**PROBLEM DETAILS**
Beginning at the first line of the data, print each line exactly, stopping after the line that contains "impl FromStr for Method".

**DATA EXTRACT**
========

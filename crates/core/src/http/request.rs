use std::collections::BTreeMap;
use std::fmt;
use std::str::FromStr;

use base64::{engine::general_purpose::STANDARD, Engine as _};
use serde::de::DeserializeOwned;
use serde::{Deserialize, Serialize};
use serde_json::Value;

use super::headers::{AUTHORIZATION, GEISA_THOME_ID};
use super::HttpError;
use crate::serde::null_as_default;
use crate::tables::UserRole;

/// HTTP methods routed by the gateway.
#[derive(Debug, Clone, Copy, PartialEq, Eq, Hash, Serialize, Deserialize)]
#[serde(rename_all = "UPPERCASE")]
pub enum Method {
    Get,
    Post,
    Patch,
    Put,
    Delete,
}

impl Method {
    pub const ALL: [Method; 5] = [
        Method::Get,
        Method::Post,
        Method::Patch,
        Method::Put,
        Method::Delete,
    ];

    pub fn as_str(&self) -> &'static str {
        match self {
            Method::Get => "GET",
            Method::Post => "POST",
            Method::Patch => "PATCH",
            Method::Put => "PUT",
            Method::Delete => "DELETE",
        }
    }
}

impl fmt::Display for Method {
    fn fmt(&self, f: &mut fmt::Formatter<'_>) -> fmt::Result {
        f.write_str(self.as_str())
    }
}

impl FromStr for Method {
    type Err = HttpError;

    fn from_str(s: &str) -> Result<Self, Self::Err> {
        Self::ALL
            .into_iter()
            .find(|method| method.as_str().eq_ignore_ascii_case(s))
            .ok_or_else(|| HttpError::UnknownMethod(s.to_string()))
    }
}

/// Route handlers the gateway can dispatch to.
#[derive(Debug, Clone, Copy, PartialEq, Eq, Hash, Serialize, Deserialize)]
#[serde(rename_all = "snake_case")]
pub enum ResourceAction {
    AuthenticateUser,
    CreateDealer,
    CreatePhotoAttachment,
    ListPhotoAttachments,
}

impl ResourceAction {
    pub const ALL: [ResourceAction; 4] = [
        ResourceAction::AuthenticateUser,
        ResourceAction::CreateDealer,
        ResourceAction::CreatePhotoAttachment,
        ResourceAction::ListPhotoAttachments,
    ];

    pub fn as_str(&self) -> &'static str {
        match self {
            ResourceAction::AuthenticateUser => "authenticate_user",
            ResourceAction::CreateDealer => "create_dealer",
            ResourceAction::CreatePhotoAttachment => "create_photo_attachment",
            ResourceAction::ListPhotoAttachments => "list_photo_attachments",
        }
    }
}

impl fmt::Display for ResourceAction {
    fn fmt(&self, f: &mut fmt::Formatter<'_>) -> fmt::Result {
        f.write_str(self.as_str())
    }
}

impl FromStr for ResourceAction {
    type Err = HttpError;

    fn from_str(s: &str) -> Result<Self, Self::Err> {
        Self::ALL
            .into_iter()
            .find(|action| action.as_str() == s)
            .ok_or_else(|| HttpError::UnknownAction(s.to_string()))
    }
}

/// Claims carried by an access token.
#[derive(Debug, Clone, PartialEq, Eq, Serialize, Deserialize)]
pub struct JwtPayload {
    pub email: String,
    #[serde(default, skip_serializing_if = "Option::is_none")]
    pub sub: Option<String>,
    #[serde(default, skip_serializing_if = "Option::is_none")]
    pub role: Option<UserRole>,
    #[serde(default)]
    pub iat: i64,
    #[serde(default)]
    pub exp: i64,
}

/// An API Gateway proxy request, plus the identity fields the authorizer
/// attaches after validating the caller's token.
#[derive(Debug, Clone, PartialEq, Serialize, Deserialize)]
#[serde(rename_all = "camelCase")]
pub struct Request {
    pub http_method: Method,
    #[serde(default, skip_serializing_if = "Option::is_none")]
    pub method: Option<Method>,
    #[serde(default)]
    pub path: String,
    #[serde(default)]
    pub resource: String,
    #[serde(default, deserialize_with = "null_as_default")]
    pub path_parameters: BTreeMap<String, String>,
    #[serde(default, deserialize_with = "null_as_default")]
    pub query_string_parameters: BTreeMap<String, String>,
    #[serde(default, deserialize_with = "null_as_default")]
    pub headers: BTreeMap<String, String>,
    #[serde(default)]
    pub is_base64_encoded: bool,
    #[serde(default)]
    pub body: Value,
    #[serde(rename = "Id", default, skip_serializing_if = "Option::is_none")]
    pub id: Option<String>,
    #[serde(rename = "Role", default, skip_serializing_if = "Option::is_none")]
    pub role: Option<UserRole>,
    #[serde(rename = "Email", default, skip_serializing_if = "Option::is_none")]
    pub email: Option<String>,
    #[serde(rename = "Subject", default, skip_serializing_if = "Option::is_none")]
    pub subject: Option<String>,
    #[serde(default, skip_serializing_if = "Option::is_none")]
    pub route_key: Option<String>,
}

impl Request {
    pub fn new(method: Method, path: impl Into<String>) -> Self {
        let path = path.into();
        Self {
            http_method: method,
            method: None,
            resource: path.clone(),
            path,
            path_parameters: BTreeMap::new(),
            query_string_parameters: BTreeMap::new(),
            headers: BTreeMap::new(),
            is_base64_encoded: false,
            body: Value::Null,
            id: None,
            role: None,
            email: None,
            subject: None,
            route_key: None,
        }
    }

    pub fn with_header(mut self, name: impl Into<String>, value: impl Into<String>) -> Self {
        self.headers.insert(name.into(), value.into());
        self
    }

    pub fn with_query(mut self, name: impl Into<String>, value: impl Into<String>) -> Self {
        self.query_string_parameters.insert(name.into(), value.into());
        self
    }

    pub fn with_json_body(mut self, body: Value) -> Self {
        self.body = body;
        self.is_base64_encoded = false;
        self
    }

    pub fn with_raw_body(mut self, body: impl Into<String>, is_base64_encoded: bool) -> Self {
        self.body = Value::String(body.into());
        self.is_base64_encoded = is_base64_encoded;
        self
    }

    /// The method override wins over the gateway's `httpMethod`.
    pub fn effective_method(&self) -> Method {
        self.method.unwrap_or(self.http_method)
    }

    pub fn header(&self, name: &str) -> Option<&str> {
        self.headers
            .iter()
            .find(|(key, _)| key.eq_ignore_ascii_case(name))
            .map(|(_, value)| value.as_str())
    }

    pub fn bearer_token(&self) -> Option<&str> {
        let value = self.header(AUTHORIZATION)?.trim();
        let (scheme, token) = value.split_once(' ')?;
        let token = token.trim();
        (scheme.eq_ignore_ascii_case("bearer") && !token.is_empty()).then_some(token)
    }

    pub fn path_param(&self, name: &str) -> Option<&str> {
        self.path_parameters.get(name).map(String::as_str)
    }

    pub fn query_param(&self, name: &str) -> Option<&str> {
        self.query_string_parameters
            .get(name)
            .map(String::as_str)
            .filter(|value| !value.is_empty())
    }

    /// The caller-supplied request id, if any.
    pub fn request_id(&self) -> Option<&str> {
        self.id
            .as_deref()
            .or_else(|| self.header(GEISA_THOME_ID))
            .filter(|id| !id.is_empty())
    }

    /// Decode the body as JSON. String bodies are parsed, base64-decoding
    /// first when flagged; object bodies are used as they are.
    pub fn json_body<T: DeserializeOwned>(&self) -> Result<T, HttpError> {
        match &self.body {
            Value::Null => Err(HttpError::EmptyBody),
            Value::String(raw) if raw.trim().is_empty() => Err(HttpError::EmptyBody),
            Value::String(raw) if self.is_base64_encoded => {
                let bytes = STANDARD
                    .decode(raw.trim())
                    .map_err(|e| HttpError::InvalidBody(e.to_string()))?;
                serde_json::from_slice(&bytes).map_err(|e| HttpError::InvalidBody(e.to_string()))
            }
            Value::String(raw) => {
                serde_json::from_str(raw).map_err(|e| HttpError::InvalidBody(e.to_string()))
            }
            other => serde_json::from_value(other.clone())
                .map_err(|e| HttpError::InvalidBody(e.to_string())),
        }
    }
}

#[cfg(test)]
mod tests {
    use super::*;
    use serde_json::json;

    #[derive(Debug, Deserialize, PartialEq)]
    struct Credentials {
        email: String,
        password: String,
    }

    #[test]
    fn decodes_gateway_event_with_null_maps() {
        let request: Request = serde_json::from_value(json!({
            "httpMethod": "GET",
            "path": "/photos",
            "resource": "/photos",
            "pathParameters": null,
            "queryStringParameters": null,
            "headers": {"Geisa-Thome-Id": "req-1"},
            "isBase64Encoded": false,
            "body": null
        }))
        .unwrap();

        assert_eq!(request.effective_method(), Method::Get);
        assert!(request.query_string_parameters.is_empty());
        assert_eq!(request.request_id(), Some("req-1"));
    }

    #[test]
    fn rejects_unknown_method() {
        let result = serde_json::from_value::<Request>(json!({"httpMethod": "TRACE"}));
        assert!(result.is_err());
        assert_eq!(
            "trace".parse::<Method>(),
            Err(HttpError::UnknownMethod("trace".to_string()))
        );
    }

    #[test]
    fn method_override_wins() {
        let mut request = Request::new(Method::Post, "/photos");
        request.method = Some(Method::Put);
        assert_eq!(request.effective_method(), Method::Put);
    }

    #[test]
    fn header_lookup_is_case_insensitive() {
        let request = Request::new(Method::Get, "/").with_header("authorization", "Bearer abc.def");
        assert_eq!(request.header("Authorization"), Some("Bearer abc.def"));
        assert_eq!(request.bearer_token(), Some("abc.def"));
    }

    #[test]
    fn bearer_token_requires_scheme() {
        let basic = Request::new(Method::Get, "/").with_header("Authorization", "Basic abc");
        let empty = Request::new(Method::Get, "/").with_header("Authorization", "Bearer ");
        assert_eq!(basic.bearer_token(), None);
        assert_eq!(empty.bearer_token(), None);
    }

    #[test]
    fn json_body_from_string() {
        let request = Request::new(Method::Post, "/auth")
            .with_raw_body(r#"{"email":"a@b.com","password":"x"}"#, false);
        let credentials: Credentials = request.json_body().unwrap();
        assert_eq!(credentials.email, "a@b.com");
    }

    #[test]
    fn json_body_from_base64() {
        let encoded = STANDARD.encode(r#"{"email":"a@b.com","password":"x"}"#);
        let request = Request::new(Method::Post, "/auth").with_raw_body(encoded, true);
        let credentials: Credentials = request.json_body().unwrap();
        assert_eq!(credentials.password, "x");
    }

    #[test]
    fn json_body_from_object() {
        let request = Request::new(Method::Post, "/auth")
            .with_json_body(json!({"email": "a@b.com", "password": "x"}));
        let credentials: Credentials = request.json_body().unwrap();
        assert_eq!(
            credentials,
            Credentials {
                email: "a@b.com".to_string(),
                password: "x".to_string()
            }
        );
    }

    #[test]
    fn json_body_errors() {
        let empty = Request::new(Method::Post, "/auth");
        assert_eq!(empty.json_body::<Credentials>(), Err(HttpError::EmptyBody));

        let broken = Request::new(Method::Post, "/auth").with_raw_body("{not json", false);
        assert!(matches!(
            broken.json_body::<Credentials>(),
            Err(HttpError::InvalidBody(_))
        ));
    }

    #[test]
    fn identity_fields_use_pascal_case() {
        let mut request = Request::new(Method::Get, "/photos");
        request.email = Some("a@b.com".to_string());
        request.role = Some(UserRole::Admin);

        let json = serde_json::to_value(&request).unwrap();
        assert_eq!(json["Email"], "a@b.com");
        assert_eq!(json["Role"], "Admin");
        assert_eq!(json["httpMethod"], "GET");
    }

    #[test]
    fn resource_actions_round_trip() {
        for action in ResourceAction::ALL {
            assert_eq!(action.as_str().parse::<ResourceAction>(), Ok(action));
            assert_eq!(
                serde_json::to_value(action).unwrap(),
                Value::String(action.as_str().to_string())
            );
        }
        assert!("delete_photo".parse::<ResourceAction>().is_err());
    }
}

========

**ANSWER TO THIS EXERCISE**
filename crates/core/src/http/request.rs
use std::collections::BTreeMap;
use std::fmt;
use std::str::FromStr;

use base64::{engine::general_purpose::STANDARD, Engine as _};
use serde::de::DeserializeOwned;
use serde::{Deserialize, Serialize};
use serde_json::Value;

use super::headers::{AUTHORIZATION, GEISA_THOME_ID};
use super::HttpError;
use crate::serde::null_as_default;
use crate::tables::UserRole;

/// HTTP methods routed by the gateway.
#[derive(Debug, Clone, Copy, PartialEq, Eq, Hash, Serialize, Deserialize)]
#[serde(rename_all = "UPPERCASE")]
pub enum Method {
    Get,
    Post,
    Patch,
    Put,
    Delete,
}

impl Method {
    pub const ALL: [Method; 5] = [
        Method::Get,
        Method::Post,
        Method::Patch,
        Method::Put,
        Method::Delete,
    ];

    pub fn as_str(&self) -> &'static str {
        match self {
            Method::Get => "GET",
            Method::Post => "POST",
            Method::Patch => "PATCH",
            Method::Put => "PUT",
            Method::Delete => "DELETE",
        }
    }
}

impl fmt::Display for Method {
    fn fmt(&self, f: &mut fmt::Formatter<'_>) -> fmt::Result {
        f.write_str(self.as_str())
    }
}

impl FromStr for Method {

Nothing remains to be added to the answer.